* **What the task requires**: Please copy each line below that contains the word "impl".

(Stored items)
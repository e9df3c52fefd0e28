//! Environment-driven configuration.
//!
//! Loaded once at process start (`src/bin/server.rs`, `src/bin/cli.rs`) via
//! `dotenvy` + `std::env`, following the env-var surface named in the spec:
//! `STORAGE_PATH`, `ARCHIVE_PATH`, `SESSION_TIMEOUT_HOURS`, `MAX_TEST_EMAILS`.

use std::path::PathBuf;

#[derive(Debug, Clone)]
pub struct Config {
    /// Base directory for per-user Store files: `<storage_path>/user_<id>.db`.
    pub storage_path: PathBuf,
    /// Base directory for export archives: `<archive_path>/user_<id>/...`.
    pub archive_path: PathBuf,
    pub session_timeout_hours: u64,
    /// Development-only cap on emails considered by a test harness; absent in prod.
    pub max_test_emails: Option<usize>,
}

impl Default for Config {
    fn default() -> Self {
        Self {
            storage_path: PathBuf::from("./data"),
            archive_path: PathBuf::from("./data/archive"),
            session_timeout_hours: 24,
            max_test_emails: None,
        }
    }
}

impl Config {
    /// Load configuration from the process environment, falling back to defaults.
    /// Calls `dotenvy::dotenv()` first so a `.env` file in the working directory
    /// is picked up the same way the teacher's binaries do.
    pub fn from_env() -> anyhow::Result<Self> {
        let _ = dotenvy::dotenv();

        let mut cfg = Config::default();

        if let Ok(v) = std::env::var("STORAGE_PATH") {
            cfg.storage_path = PathBuf::from(v);
        }
        if let Ok(v) = std::env::var("ARCHIVE_PATH") {
            cfg.archive_path = PathBuf::from(v);
        }
        if let Ok(v) = std::env::var("SESSION_TIMEOUT_HOURS") {
            cfg.session_timeout_hours = v.parse().unwrap_or(cfg.session_timeout_hours);
        }
        if let Ok(v) = std::env::var("MAX_TEST_EMAILS") {
            cfg.max_test_emails = v.parse().ok();
        }

        Ok(cfg)
    }

    /// Ensure both base directories exist, creating them if necessary.
    pub async fn ensure_dirs(&self) -> anyhow::Result<()> {
        tokio::fs::create_dir_all(&self.storage_path).await?;
        tokio::fs::create_dir_all(&self.archive_path).await?;
        Ok(())
    }
}

#[cfg(test)]
mod tests {
    use super::*;

    #[test]
    fn default_config_uses_relative_data_dir() {
        let cfg = Config::default();
        assert_eq!(cfg.storage_path, PathBuf::from("./data"));
        assert_eq!(cfg.session_timeout_hours, 24);
        assert!(cfg.max_test_emails.is_none());
    }
}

* **Reply**:
impl Default for Config {
impl Config {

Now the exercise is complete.